The Nb content should be such that: 3.2 x C ≤ Nb ≤ 0.1%, where C and Nb are presented in weight percent. Nb is added to keep carbon from stabilizing austenite. Indeed, in reality, niobium carbides (NbC) capture C, which will not serve as an austenite stabilizer. A minimum Nb content of 3.2 x% C is necessary to ensure this capture effect of C. When the content is above 0.1%, the viscosity deteriorates significantly and decreases very quickly.

TUNGSTEN

The W content should be less than or equal to 1.5%. If the W content is higher than 1.5%, then the ferrite content will be too high due to the martensitic phase, since the yield strength of the ferrite phase is lower than the yield strength of the martensitic phase, this will result in mild steel with a yield strength that barely reaches 110 thousand psi inch (758 MPa) and hardly reaches 125 thousand pounds per square. inch (862 MPa). In addition, the presence of W facilitates the deposition of intermetallic compounds, which have a negative effect on viscosity.

COBALT

The Co content should be between 0.5% and 1.5%, with limit values included. With content below 0.5%, it is difficult to reach the target limit of 110 thousand pounds per square meter. inch (758 MPa), because Co has a reinforcing effect. Even more difficult to reach the target limit of 125 thousand pounds per square. inch (862 MPa). In addition, when the Co content is below 0.5%, the corrosion resistance under conditions of high temperature exposure at high partial pressures of CO2 decreases to an unsatisfactory level. Moreover, it was demonstrated that a Co content above 0.5% prevents the precipitation of intermetallic compounds, these intermetallic compounds have a negative effect on viscosity. When the Co content is above 1.5%, the expected saturation effect is observed against the background of an unnecessary increase in the doping cost.

NITROGEN

The nitrogen content should be between 0.02% and 0.05%, with limit values included. Nitrogen improves corrosion resistance. When the nitrogen content is below 0.02%, the effect on corrosion resistance is insufficient. Above 0.05%, the austenite content increases, because in reality nitrogen stabilizes austenite due to martensite. The high austenite content due to martensite will lead to a steel grade with a limit below 110 thousand pounds per square meter. inch (758 MPa), since the yield strength of martensite is lower than the yield strength of austenite.

RESIDUAL ELEMENTS

The remainder is Fe and unavoidable impurities from steelmaking and casting processes. The content of the main impurity elements is limited, as indicated below, to titanium, phosphorus, sulfur and aluminum:

Ti ≤ 0.05%

P ≤ 0.03%

S ≤ 0.005%

Al ≤ 0.05%.

Other elements, such as Ca and REM (rare earth minerals), may also be present as unavoidable impurities.

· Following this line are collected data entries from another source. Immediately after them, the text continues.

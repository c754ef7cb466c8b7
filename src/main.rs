// Module-specific lints configuration
#![allow(clippy::uninlined_format_args)]
// Add other lints specific to this module that you want to allow but not auto-fix

use anyhow::{anyhow, Context, Result};
use clap::{Parser, Subcommand, ValueEnum};
use indicatif::{ProgressBar, ProgressStyle};
use log::{info, warn, Level, LevelFilter, Log, Metadata, Record, SetLoggerError};
use std::io::Write;
use std::path::PathBuf;
use std::time::Duration;

use myansub::app_config::{self, Config};
use myansub::app_controller::Controller;
use myansub::job::JobStatus;
use myansub::subtitle_processor;

/// CLI Wrapper for LogLevel to implement ValueEnum
#[derive(Debug, Clone, ValueEnum)]
enum CliLogLevel {
    Error,
    Warn,
    Info,
    Debug,
    Trace,
}

impl From<CliLogLevel> for app_config::LogLevel {
    fn from(cli_level: CliLogLevel) -> Self {
        match cli_level {
            CliLogLevel::Error => app_config::LogLevel::Error,
            CliLogLevel::Warn => app_config::LogLevel::Warn,
            CliLogLevel::Info => app_config::LogLevel::Info,
            CliLogLevel::Debug => app_config::LogLevel::Debug,
            CliLogLevel::Trace => app_config::LogLevel::Trace,
        }
    }
}

fn level_filter(level: &app_config::LogLevel) -> LevelFilter {
    match level {
        app_config::LogLevel::Error => LevelFilter::Error,
        app_config::LogLevel::Warn => LevelFilter::Warn,
        app_config::LogLevel::Info => LevelFilter::Info,
        app_config::LogLevel::Debug => LevelFilter::Debug,
        app_config::LogLevel::Trace => LevelFilter::Trace,
    }
}

#[derive(Subcommand, Debug)]
enum Commands {
    /// Search the OpenSubtitles catalog for English subtitles
    Search {
        /// Movie title to search for
        query: String,
    },

    /// Download a subtitle and translate it to Burmese in batches
    Translate {
        /// OpenSubtitles file id of the subtitle to download
        #[arg(long)]
        file_id: i64,

        /// Movie title, part of the job identity
        #[arg(long)]
        title: String,

        /// IMDb id, part of the job identity
        #[arg(long)]
        imdb_id: String,

        /// Return after starting the job instead of waiting for it
        #[arg(long)]
        no_wait: bool,
    },

    /// Show the progress of a translation job
    Status {
        /// Job id
        job_id: String,
    },

    /// Cancel a running translation job
    Cancel {
        /// Job id
        job_id: String,
    },

    /// Export a job as an SRT file
    Export {
        /// Job id
        job_id: String,

        /// Output file path; defaults to a name derived from the movie title
        #[arg(short, long)]
        output: Option<PathBuf>,
    },

    /// Replace a job's lines with an edited SRT file
    Edit {
        /// Job id
        job_id: String,

        /// Edited SRT file with Burmese text
        input: PathBuf,
    },

    /// List recent translation jobs
    Jobs {
        /// Maximum number of jobs to show
        #[arg(short, long, default_value_t = 20)]
        limit: usize,
    },
}

/// myansub - Burmese movie subtitle translation
///
/// Searches OpenSubtitles for English movie subtitles and translates them
/// into Burmese with the Gemini API, in resumable background batches.
#[derive(Parser, Debug)]
#[command(name = "myansub")]
#[command(version = "0.3.0")]
#[command(about = "Burmese movie subtitle translation tool")]
#[command(long_about = "myansub downloads English subtitles from OpenSubtitles and translates them to Burmese.

EXAMPLES:
    myansub search \"The Matrix\"                         # Find subtitles for a movie
    myansub translate --file-id 123 --title \"The Matrix\" --imdb-id tt0133093
    myansub status <job-id>                             # Poll a running job
    myansub cancel <job-id>                             # Stop at the next batch boundary
    myansub export <job-id> -o matrix.srt               # Write the (partial) result
    myansub jobs                                        # List recent jobs

CONFIGURATION:
    Configuration is stored in conf.json by default. You can specify a different
    config file with --config. If the config file doesn't exist, a default one
    will be created automatically. API keys can also come from the GEMINI_API_KEY
    and OPENSUBTITLES_API_KEY environment variables.")]
struct CommandLineOptions {
    #[command(subcommand)]
    command: Commands,

    /// Configuration file path
    #[arg(short, long, default_value = "conf.json", global = true)]
    config_path: String,

    /// Set logging level
    #[arg(short, long, value_enum, global = true)]
    log_level: Option<CliLogLevel>,
}

// @struct: Custom logger implementation
struct CustomLogger {
    level: LevelFilter,
}

impl CustomLogger {
    // @creates: New logger with specified level
    fn new(level: LevelFilter) -> Self {
        CustomLogger { level }
    }

    // @initializes: Global logger
    fn init(level: LevelFilter) -> Result<(), SetLoggerError> {
        let logger = Box::new(CustomLogger::new(level));
        log::set_boxed_logger(logger)?;
        log::set_max_level(level);
        Ok(())
    }

    // @returns: ANSI color code for log level
    fn get_color_for_level(level: Level) -> &'static str {
        match level {
            Level::Error => "\x1B[1;31m",
            Level::Warn => "\x1B[1;33m",
            Level::Info => "\x1B[1;32m",
            Level::Debug => "\x1B[1;36m",
            Level::Trace => "\x1B[1;35m",
        }
    }
}

impl Log for CustomLogger {
    fn enabled(&self, metadata: &Metadata) -> bool {
        metadata.level() <= self.level
    }

    fn log(&self, record: &Record) {
        if self.enabled(record.metadata()) {
            let now = chrono::Local::now().format("%H:%M:%S%.3f");
            let color = Self::get_color_for_level(record.level());

            let mut stderr = std::io::stderr();
            let _ = writeln!(
                stderr,
                "{}{} {} {}\x1B[0m",
                color,
                now,
                record.level(),
                record.args()
            );
        }
    }

    fn flush(&self) {
        let _ = std::io::stderr().flush();
    }
}

#[tokio::main]
async fn main() -> Result<()> {
    // Initialize the logger once with info level by default
    // We'll update the level after loading the config if needed
    CustomLogger::init(LevelFilter::Info)?;

    // Parse command line arguments using clap
    let cli = CommandLineOptions::parse();

    // If log level is set via command line, apply it immediately
    if let Some(cmd_log_level) = &cli.log_level {
        let config_log_level: app_config::LogLevel = cmd_log_level.clone().into();
        log::set_max_level(level_filter(&config_log_level));
    }

    // Load or create configuration
    let mut config = Config::load_or_create(&cli.config_path)
        .with_context(|| format!("Failed to load config: {}", cli.config_path))?;

    // Update log level in config if specified via command line
    if let Some(log_level) = &cli.log_level {
        config.log_level = log_level.clone().into();
    } else {
        log::set_max_level(level_filter(&config.log_level));
    }

    // API keys are only required by the commands that call the respective
    // services; local job commands work against the database alone
    config
        .validate_job()
        .context("Configuration validation failed")?;
    match &cli.command {
        Commands::Search { .. } => config.validate_opensubtitles()?,
        Commands::Translate { .. } => {
            config.validate_opensubtitles()?;
            config.validate_translation()?;
        }
        _ => {}
    }

    let controller = Controller::with_config(config)?;

    match cli.command {
        Commands::Search { query } => run_search(&controller, &query).await,
        Commands::Translate {
            file_id,
            title,
            imdb_id,
            no_wait,
        } => run_translate(&controller, file_id, &title, &imdb_id, no_wait).await,
        Commands::Status { job_id } => run_status(&controller, &job_id).await,
        Commands::Cancel { job_id } => run_cancel(&controller, &job_id).await,
        Commands::Export { job_id, output } => run_export(&controller, &job_id, output).await,
        Commands::Edit { job_id, input } => run_edit(&controller, &job_id, &input).await,
        Commands::Jobs { limit } => run_jobs(&controller, limit).await,
    }
}

async fn run_search(controller: &Controller, query: &str) -> Result<()> {
    let results = controller.search(query).await?;

    if results.is_empty() {
        warn!("No subtitles found for '{}'", query);
        return Ok(());
    }

    println!("{:>10}  {:>10}  TITLE / FILE", "FILE ID", "IMDB");
    for result in &results {
        let title = result
            .attributes
            .feature_details
            .as_ref()
            .and_then(|f| f.title.clone())
            .unwrap_or_else(|| result.attributes.release.clone());
        let imdb = result
            .attributes
            .feature_details
            .as_ref()
            .and_then(|f| f.imdb_id)
            .map(|id| format!("tt{}", id))
            .unwrap_or_else(|| "-".to_string());

        for file in &result.attributes.files {
            println!(
                "{:>10}  {:>10}  {} ({})",
                file.file_id,
                imdb,
                title,
                file.file_name.as_deref().unwrap_or("-")
            );
        }
    }

    Ok(())
}

async fn run_translate(
    controller: &Controller,
    file_id: i64,
    title: &str,
    imdb_id: &str,
    no_wait: bool,
) -> Result<()> {
    let summary = controller.start_translation(file_id, title, imdb_id).await?;

    if summary.cache_hit {
        info!(
            "Already translated: job {} ({} lines)",
            summary.job_id, summary.total_lines
        );
        return Ok(());
    }

    info!(
        "Started job {} ({} lines, {} batches)",
        summary.job_id, summary.total_lines, summary.total_batches
    );

    if no_wait {
        println!("{}", summary.job_id);
        return Ok(());
    }

    // Poll the job record until it reaches a terminal state
    let progress_bar = ProgressBar::new(summary.total_batches as u64);
    progress_bar.set_style(
        ProgressStyle::default_bar()
            .template("{spinner:.green} [{elapsed_precise}] [{bar:40.cyan/blue}] {pos}/{len} batches ({eta})")?
            .progress_chars("#>-"),
    );

    loop {
        let snapshot = controller.status(&summary.job_id).await?;
        progress_bar.set_position(snapshot.completed_batches as u64);

        if snapshot.status.is_terminal() {
            progress_bar.finish_and_clear();
            match snapshot.status {
                JobStatus::Complete => info!("Job {} complete", summary.job_id),
                status => warn!("Job {} ended as {}", summary.job_id, status),
            }
            println!("{}", summary.job_id);
            return Ok(());
        }

        tokio::time::sleep(Duration::from_millis(500)).await;
    }
}

async fn run_status(controller: &Controller, job_id: &str) -> Result<()> {
    let snapshot = controller.status(job_id).await?;

    println!("Job:      {}", job_id);
    println!("Movie:    {}", snapshot.identity);
    println!("Status:   {}", snapshot.status);
    println!(
        "Progress: {}/{} batches (current: {})",
        snapshot.completed_batches, snapshot.total_batches, snapshot.current_batch
    );

    for batch in &snapshot.batches {
        println!(
            "  batch {:>3}  lines {:>4}-{:<4}  {}",
            batch.index, batch.start_line, batch.end_line, batch.status
        );
    }

    Ok(())
}

async fn run_cancel(controller: &Controller, job_id: &str) -> Result<()> {
    let status = controller.cancel(job_id).await?;
    println!("Job {} is now {}", job_id, status);
    Ok(())
}

async fn run_export(controller: &Controller, job_id: &str, output: Option<PathBuf>) -> Result<()> {
    let (default_name, content) = controller.export(job_id).await?;
    let output = output.unwrap_or_else(|| PathBuf::from(default_name));

    std::fs::write(&output, content)
        .with_context(|| format!("Failed to write output file: {}", output.display()))?;

    info!("Exported job {} to {}", job_id, output.display());
    Ok(())
}

async fn run_edit(controller: &Controller, job_id: &str, input: &PathBuf) -> Result<()> {
    let content = std::fs::read_to_string(input)
        .with_context(|| format!("Failed to read input file: {}", input.display()))?;
    let edited = subtitle_processor::parse_srt(&content)?;

    // The edited file carries Burmese text in the text position; fold it
    // back into the job's lines as translations, keeping the original
    // English source text
    let mut job = controller.job(job_id).await?;
    if edited.len() != job.lines.len() {
        return Err(anyhow!(
            "Edited file has {} lines but the job has {}",
            edited.len(),
            job.lines.len()
        ));
    }

    for (line, edit) in job.lines.iter_mut().zip(edited) {
        line.translated_text = edit.source_text;
    }

    controller.update_lines(job_id, job.lines).await?;
    info!("Updated lines for job {}", job_id);
    Ok(())
}

async fn run_jobs(controller: &Controller, limit: usize) -> Result<()> {
    let jobs = controller.list_jobs(limit).await?;

    if jobs.is_empty() {
        println!("No jobs yet");
        return Ok(());
    }

    println!(
        "{:<36}  {:<10}  {:>9}  CREATED               TITLE",
        "JOB ID", "STATUS", "BATCHES"
    );
    for job in &jobs {
        println!(
            "{:<36}  {:<10}  {:>4}/{:<4}  {}  {}",
            job.id,
            job.status.to_string(),
            job.completed_batches,
            job.total_batches,
            job.created_at.format("%Y-%m-%d %H:%M:%S"),
            job.identity.movie_title
        );
    }

    Ok(())
}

The sum of the content of impurity elements is below 0.1%.

PROCESS CONDITIONS

The method claimed in the present invention includes the following sequential steps listed below. In this most preferred embodiment, a steel pipe is obtained.

Steel having a composition claimed in accordance with the present invention is obtained in accordance with a method known to a person skilled in the art. Then the steel is heated at a temperature of 1150 ° C to 1260 ° C, so that at all points the temperature achieved will be favorable for high strain rates when the steel is hot stamped. This temperature range is necessary for the ferritic-austenitic range. Preferably, the maximum temperature is below 1230 ° C to avoid an excessively high ferrite phase content, which may contribute to the appearance of defects during hot stamping. At temperatures below 1150 ° C, the ferrite content during hot stamping is too low, which negatively affects the hot ductility of steel. Then the semi-finished product is subjected to hot stamping at least at one stage and receive a pipe with the desired geometric dimensions.

Then the pipe is subjected to austenization, i.e., it is heated to a temperature AT, while the microstructure is ferritic-austenitic. The austenization temperature AT is preferably from 920 ° C to 1050 ° C; if AT is less than 920 ° C, then the intermetallic compounds do not dissolve and do not adversely affect the viscosity of the material when their amount is more than 0.5% in volume fraction. At temperatures above 1050 ° C, austenite and ferrite grains grow undesirably large and lead to a larger final structure, which has a negative effect on viscosity.

Then, a pipe made of steel according to the present invention is held at austenitizing temperature AT for an austenitizing time At of at least 5 minutes, with the aim that the temperature reached at all points of the pipe is at least equal to the austenitizing temperature. This is necessary so that the temperature is uniform throughout the pipe. The austenization time At should not exceed 30 minutes, because above such a duration, the grains of austenite and ferrite become undesirably large and lead to a larger final structure. This would have a negative effect on viscosity.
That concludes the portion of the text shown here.